La treccia di Ipazia
Stranezze, curiosità e aneddoti sparsi tra i libri e i loro autori
di Valeria Palumbo
L'antenata Kieu
Si legge di un fiato il nuovo romanzo di Catherine Texier, Victorine (Sonzogno), storia reinventata della sua bisnonna che, abbandonando marito e figli, segue il suo grande amore in Vietnam ma poi si pente e torna in Francia. A un certo punto si cita un poema vietnamita, che Victorine sta studiando insieme con il monaco Chiang e che, guarda caso, parla della rinuncia all'amore come via alla felicità. Si tratta del Poema di Kieu di Nguyen Zu (1765-1820).

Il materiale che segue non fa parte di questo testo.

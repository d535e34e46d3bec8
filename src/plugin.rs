// src/plugin.rs
//! Plugin contract
//!
//! A plugin extends the SDK through the facade: it may subscribe to bus
//! events, write into behavior streams, and queue report items. Plugins are
//! installed once, after the core is wired; a failing install never takes
//! the instance down.

use crate::behavior::{EventContext, NewBehaviorEvent};
use crate::bus::{EventKind, TapEvent};
use crate::sdk::Facade;
use crate::utils::Result;

/// Extension installed against the facade.
pub trait Plugin: Send {
    /// Stable name used in diagnostics.
    fn name(&self) -> &str;

    /// Wire the plugin up. Runs once per instance.
    fn install(&mut self, facade: &Facade) -> Result<()>;
}

/// Built-in plugin recording user activity into a behavior stream: clicks,
/// route changes, and completed network requests.
#[derive(Debug, Default)]
pub struct BehaviorPlugin {
    stream: Option<String>,
}

impl BehaviorPlugin {
    pub fn new() -> Self {
        Self::default()
    }

    /// Record into the named stream instead of the default one.
    pub fn with_stream(stream: impl Into<String>) -> Self {
        Self {
            stream: Some(stream.into()),
        }
    }
}

impl Plugin for BehaviorPlugin {
    fn name(&self) -> &str {
        "behavior"
    }

    fn install(&mut self, facade: &Facade) -> Result<()> {
        let bus = facade.bus();
        let streams = std::sync::Arc::clone(facade.streams());
        let stream_name = self.stream.clone();

        let record = move |event: NewBehaviorEvent| {
            // resolve per event so stream recreation is picked up
            if let Some(stream) = streams.get_stream(stream_name.as_deref()) {
                stream.add_event(event);
            }
        };

        let on_click = record.clone();
        bus.subscribe(EventKind::Click, move |event| {
            if let TapEvent::Click(raw) = event {
                on_click(
                    NewBehaviorEvent::new(
                        "click",
                        EventContext::Element {
                            tag: raw.target.tag.clone(),
                            id: raw.target.id.clone(),
                            text: raw.target.text.clone(),
                            path: raw.target.path_to_body(),
                        },
                    )
                    .with_page_url(raw.page_url.clone()),
                );
            }
            Ok(())
        });

        let on_route = record.clone();
        bus.subscribe(EventKind::RouteChange, move |event| {
            if let TapEvent::RouteChange { from, to, .. } = event {
                on_route(
                    NewBehaviorEvent::new(
                        "route_change",
                        EventContext::Route {
                            from: from.clone(),
                            to: to.clone(),
                        },
                    )
                    .with_page_url(to.clone()),
                );
            }
            Ok(())
        });

        bus.subscribe(EventKind::RequestEnd, move |event| {
            if let TapEvent::RequestEnd {
                url,
                method,
                status,
                duration_ms,
                ..
            } = event
            {
                record(NewBehaviorEvent::new(
                    "network",
                    EventContext::Network {
                        url: url.clone(),
                        method: method.clone(),
                        status: *status,
                        duration_ms: Some(*duration_ms),
                    },
                ));
            }
            Ok(())
        });

        Ok(())
    }
}

#[cfg(test)]
mod tests {
    use super::*;
    use crate::bus::{NavigationMode, RawClick};
    use crate::config::SdkConfig;
    use crate::host::element::Element;
    use crate::host::Host;
    use crate::pipeline::{MemoryOfflineStore, MockTransport};
    use crate::sdk::Sdk;
    use std::sync::Arc;

    async fn sdk_with_plugin(plugin: BehaviorPlugin) -> Sdk {
        let sdk = Sdk::init_with(
            SdkConfig::new("https://collect.example.com"),
            Host::new("https://app.example.com/"),
            MockTransport::new(),
            MemoryOfflineStore::new(),
        )
        .await
        .unwrap();
        sdk.use_plugin(plugin);
        sdk
    }

    fn raw_click() -> TapEvent {
        TapEvent::Click(RawClick {
            target: Arc::new(Element::new("button").with_id("cta")),
            x: 1.0,
            y: 2.0,
            page_url: "https://app.example.com/cart".to_string(),
            timestamp_ms: 10,
        })
    }

    #[tokio::test(start_paused = true)]
    async fn test_activity_recorded_on_default_stream() {
        let sdk = sdk_with_plugin(BehaviorPlugin::new()).await;
        let facade = sdk.facade();

        facade.bus().emit(&raw_click());
        facade.bus().emit(&TapEvent::RouteChange {
            from: "https://app.example.com/".to_string(),
            to: "https://app.example.com/cart".to_string(),
            mode: NavigationMode::Push,
            timestamp_ms: 11,
        });
        facade.bus().emit(&TapEvent::RequestEnd {
            request_id: "r1".to_string(),
            url: "https://api.example.com/cart".to_string(),
            method: "POST".to_string(),
            status: Some(200),
            error: None,
            duration_ms: 45,
            timestamp_ms: 12,
        });

        let stream = facade.stream(None).unwrap();
        let stats = stream.stats();
        assert_eq!(stats.current_events, 3);
        assert_eq!(stats.by_type.get("click"), Some(&1));
        assert_eq!(stats.by_type.get("route_change"), Some(&1));
        assert_eq!(stats.by_type.get("network"), Some(&1));

        let events = stream.snapshot(&Default::default());
        assert_eq!(events[0].page_url, "https://app.example.com/cart");
        sdk.shutdown().await;
    }

    #[tokio::test(start_paused = true)]
    async fn test_named_stream_target() {
        let sdk = sdk_with_plugin(BehaviorPlugin::with_stream("audit")).await;
        let facade = sdk.facade();
        facade.streams().create_stream("audit", None);

        facade.bus().emit(&raw_click());

        assert_eq!(facade.stream(Some("audit")).unwrap().len(), 1);
        assert!(facade.stream(None).unwrap().is_empty());
        sdk.shutdown().await;
    }

    #[tokio::test(start_paused = true)]
    async fn test_failing_plugin_leaves_sdk_usable() {
        struct Broken;
        impl Plugin for Broken {
            fn name(&self) -> &str {
                "broken"
            }
            fn install(&mut self, _facade: &Facade) -> Result<()> {
                Err(crate::utils::SdkError::PluginInstall("nope".to_string()))
            }
        }

        let sdk = Sdk::init_with(
            SdkConfig::new("https://collect.example.com"),
            Host::new("https://app.example.com/"),
            MockTransport::new(),
            MemoryOfflineStore::new(),
        )
        .await
        .unwrap();

        sdk.use_plugin(Broken);
        assert!(sdk.track("still_alive", serde_json::json!({}), false));
        sdk.shutdown().await;
    }
}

Anticonformista e sorprendentemente femminista, il poema narra le avventure di Kieu che ha liberamente scelto l'uomo della sua vita, Kim, ma che è costretta, per pietà filiale e per la cupidigia di un mandarino, a vendersi e poi a prostituirsi. Sposa amorevole di un generale ribelle di cui provoca involontariamente la rovina, ritrova dopo 15 anni il fedele Kim, ma vive con lui castamente. In totale sono 3.254 versi scritti in cinese classico, la lingua allora adottata dai letterati vietnamiti, con interessanti inserimenti di gergo popolare: il poema ebbe un successo incredibile perfino tra gli analfabeti che ne citavano interi passi a memoria forse identificando Kieu con l'intero Vietnam, mentre fu meno apprezzato dagli intellettuali che lo trovavano troppo anomalo. Di certo non è solo un poema sulla libertà di amare: Nguyen Zu criticava aspramente il regime feudale e le vessazioni terribili a cui erano sottoposti i contadini.

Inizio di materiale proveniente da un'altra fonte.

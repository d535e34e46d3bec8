// src/config.rs
//! SDK configuration surface
//!
//! Everything the embedding application can tune: endpoint, app identity,
//! sampling, delivery pacing and retry policy, behavior-stream defaults,
//! click-capture policy, ignore lists, and the send hooks.
//!
//! Configuration is built programmatically by the host application; there is
//! no file loading. `validate()` runs once at `Sdk::init`.

use std::fmt;
use std::sync::Arc;

use crate::interception::click::ClickRecord;
use crate::interception::TapKind;
use crate::pipeline::ReportItem;
use crate::utils::{Result, SdkError};

/// Hook invoked before a report item is queued; may veto (None) or transform.
#[derive(Clone)]
pub struct BeforeSendData(pub Arc<dyn Fn(ReportItem) -> Option<ReportItem> + Send + Sync>);

/// Hook invoked after a batch of report items is delivered.
#[derive(Clone)]
pub struct AfterSendData(pub Arc<dyn Fn(&[ReportItem]) + Send + Sync>);

/// Hook invoked before an enriched click record is emitted; may veto or transform.
#[derive(Clone)]
pub struct BeforeSendClick(pub Arc<dyn Fn(ClickRecord) -> Option<ClickRecord> + Send + Sync>);

/// Hook invoked after a batch of enriched click records is delivered.
#[derive(Clone)]
pub struct AfterSendClick(pub Arc<dyn Fn(&[ClickRecord]) + Send + Sync>);

macro_rules! opaque_debug {
    ($ty:ty) => {
        impl fmt::Debug for $ty {
            fn fmt(&self, f: &mut fmt::Formatter<'_>) -> fmt::Result {
                f.write_str(concat!(stringify!($ty), "(..)"))
            }
        }
    };
}

opaque_debug!(BeforeSendData);
opaque_debug!(AfterSendData);
opaque_debug!(BeforeSendClick);
opaque_debug!(AfterSendClick);

/// Click-capture configuration
#[derive(Debug, Clone)]
pub struct ClickConfig {
    /// Enable enriched click capture
    pub enabled: bool,

    /// Coalescing interval for repeated clicks (milliseconds)
    pub throttle_ms: u64,

    /// Selectors whose matching elements (and descendants) are never captured
    pub ignore_selectors: Vec<String>,

    /// Capture pointer coordinates
    pub capture_position: bool,

    /// Capture element tag/id/text into the record
    pub capture_element_info: bool,

    /// Truncate captured element text to this many characters
    pub max_element_text_length: usize,

    /// Extra attribute names to read off the marker element
    pub custom_attributes: Vec<String>,

    /// Veto/transform hook run per enriched record
    pub before_send: Option<BeforeSendClick>,

    /// Hook run after a click batch is delivered
    pub after_send: Option<AfterSendClick>,
}

impl Default for ClickConfig {
    fn default() -> Self {
        Self {
            enabled: true,
            throttle_ms: 100,
            ignore_selectors: Vec::new(),
            capture_position: true,
            capture_element_info: true,
            max_element_text_length: 50,
            custom_attributes: Vec::new(),
            before_send: None,
            after_send: None,
        }
    }
}

/// Tap installation toggles
#[derive(Debug, Clone, Default)]
pub struct ListenerToggles {
    /// When set, only these taps are installed
    pub enabled: Option<Vec<TapKind>>,

    /// Taps that are never installed, even when listed in `enabled`
    pub disabled: Vec<TapKind>,
}

impl ListenerToggles {
    /// Returns true when `kind` should be installed under these toggles.
    pub fn allows(&self, kind: TapKind) -> bool {
        if self.disabled.contains(&kind) {
            return false;
        }
        match &self.enabled {
            Some(enabled) => enabled.contains(&kind),
            None => true,
        }
    }
}

/// Behavior-stream defaults and capture policy
#[derive(Debug, Clone)]
pub struct BehaviorConfig {
    /// Ring-buffer capacity of a stream
    pub max_size: usize,

    /// Events older than this are swept; <= 0 disables sweeping
    pub max_age_ms: i64,

    /// Sweep timer period (milliseconds)
    pub sweep_interval_ms: u64,

    /// Verbose stream diagnostics
    pub debug: bool,

    /// Click-capture policy
    pub click: ClickConfig,

    /// Tap installation toggles
    pub listeners: ListenerToggles,
}

impl Default for BehaviorConfig {
    fn default() -> Self {
        Self {
            max_size: 100,
            max_age_ms: 5 * 60 * 1000,
            sweep_interval_ms: 10_000,
            debug: false,
            click: ClickConfig::default(),
            listeners: ListenerToggles::default(),
        }
    }
}

/// Top-level SDK configuration
#[derive(Debug, Clone)]
pub struct SdkConfig {
    /// Collection endpoint (required)
    pub dsn: String,

    /// Application name reported in the envelope
    pub app_name: String,

    /// Application code reported in the envelope
    pub app_code: String,

    /// Application version reported in the envelope
    pub app_version: String,

    /// Stable user identifier, when the host app has one
    pub user_uuid: Option<String>,

    /// Sampling rate for non-immediate items, in [0, 1]
    pub sample_rate: f64,

    /// Verbose SDK diagnostics
    pub debug: bool,

    /// Behavior capture configuration
    pub behavior: BehaviorConfig,

    /// Click side-channel: flush when this many records are buffered
    pub cache_max_length: usize,

    /// Click side-channel: debounce wait before flushing a partial buffer
    pub cache_waiting_time_ms: u64,

    /// Error messages matching any of these patterns are not captured
    pub ignore_errors: Vec<String>,

    /// Request URLs matching any of these patterns are not captured
    pub ignore_request: Vec<String>,

    /// Veto/transform hook run before queueing a report item
    pub before_send_data: Option<BeforeSendData>,

    /// Hook run after a batch is delivered
    pub after_send_data: Option<AfterSendData>,

    /// Transport timeout (milliseconds)
    pub timeout_ms: u64,

    /// Live-queue bound; oldest items are dropped past this
    pub max_queue_length: usize,

    /// Maximum items per flushed batch
    pub batch_size: usize,

    /// Scheduler tick period (milliseconds)
    pub send_interval_ms: u64,

    /// Bound on overlapping in-flight flushes
    pub max_concurrent_requests: usize,

    /// Retries per item before archival
    pub max_retry: u32,

    /// Exponential backoff base delay (milliseconds)
    pub backoff_base_ms: u64,

    /// Exponential backoff cap (milliseconds)
    pub backoff_max_ms: u64,

    /// Durable-storage key for the offline queue
    pub offline_storage_key: String,
}

impl SdkConfig {
    /// Create a configuration with defaults for everything but the endpoint.
    pub fn new(dsn: impl Into<String>) -> Self {
        Self {
            dsn: dsn.into(),
            ..Self::default()
        }
    }

    /// Validate the configuration. Called once by `Sdk::init`.
    pub fn validate(&self) -> Result<()> {
        if self.dsn.trim().is_empty() {
            return Err(SdkError::Config("dsn is required".to_string()));
        }
        if !(0.0..=1.0).contains(&self.sample_rate) {
            return Err(SdkError::Config(format!(
                "sample_rate must be within [0, 1], got {}",
                self.sample_rate
            )));
        }
        if self.batch_size == 0 {
            return Err(SdkError::Config("batch_size must be positive".to_string()));
        }
        if self.max_concurrent_requests == 0 {
            return Err(SdkError::Config(
                "max_concurrent_requests must be positive".to_string(),
            ));
        }
        if self.max_queue_length == 0 {
            return Err(SdkError::Config(
                "max_queue_length must be positive".to_string(),
            ));
        }
        if self.backoff_base_ms == 0 || self.backoff_max_ms < self.backoff_base_ms {
            return Err(SdkError::Config(
                "backoff_base_ms must be positive and no greater than backoff_max_ms".to_string(),
            ));
        }
        if self.offline_storage_key.trim().is_empty() {
            return Err(SdkError::Config(
                "offline_storage_key must not be empty".to_string(),
            ));
        }
        Ok(())
    }
}

impl Default for SdkConfig {
    fn default() -> Self {
        Self {
            dsn: String::new(),
            app_name: String::new(),
            app_code: String::new(),
            app_version: String::new(),
            user_uuid: None,
            sample_rate: 1.0,
            debug: false,
            behavior: BehaviorConfig::default(),
            cache_max_length: 10,
            cache_waiting_time_ms: 5_000,
            ignore_errors: Vec::new(),
            ignore_request: Vec::new(),
            before_send_data: None,
            after_send_data: None,
            timeout_ms: 10_000,
            max_queue_length: 200,
            batch_size: 10,
            send_interval_ms: 5_000,
            max_concurrent_requests: 3,
            max_retry: 3,
            backoff_base_ms: 1_000,
            backoff_max_ms: 30_000,
            offline_storage_key: "traceline_offline_queue".to_string(),
        }
    }
}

Le donne comunque non sono state solo eroine della letteratura vietnamita settecentesca ma anche autrici. Due le poetesse più famose: Doan Thi Diem (1705-1748 circa) e Ho Xuan Huong (fine '700- inizio '800). Strana coincidenza di nomi: Doan Thi Diem, donna di grande cultura e di carattere indipendente, rifiutò di sposarsi e solo a 37 anni accettò di divenire la seconda moglie di un letterato famoso, Nguyen Kieu. Per sé usava lo pseudonimo di Hong Ha Nu Si, Letterata del Fiume Rosso. Nel 1995, negli Stati Uniti, uscì anche un film, A Tale of love, del regista Trinh t.Minh-ha che si ispirava al poema di Kieu.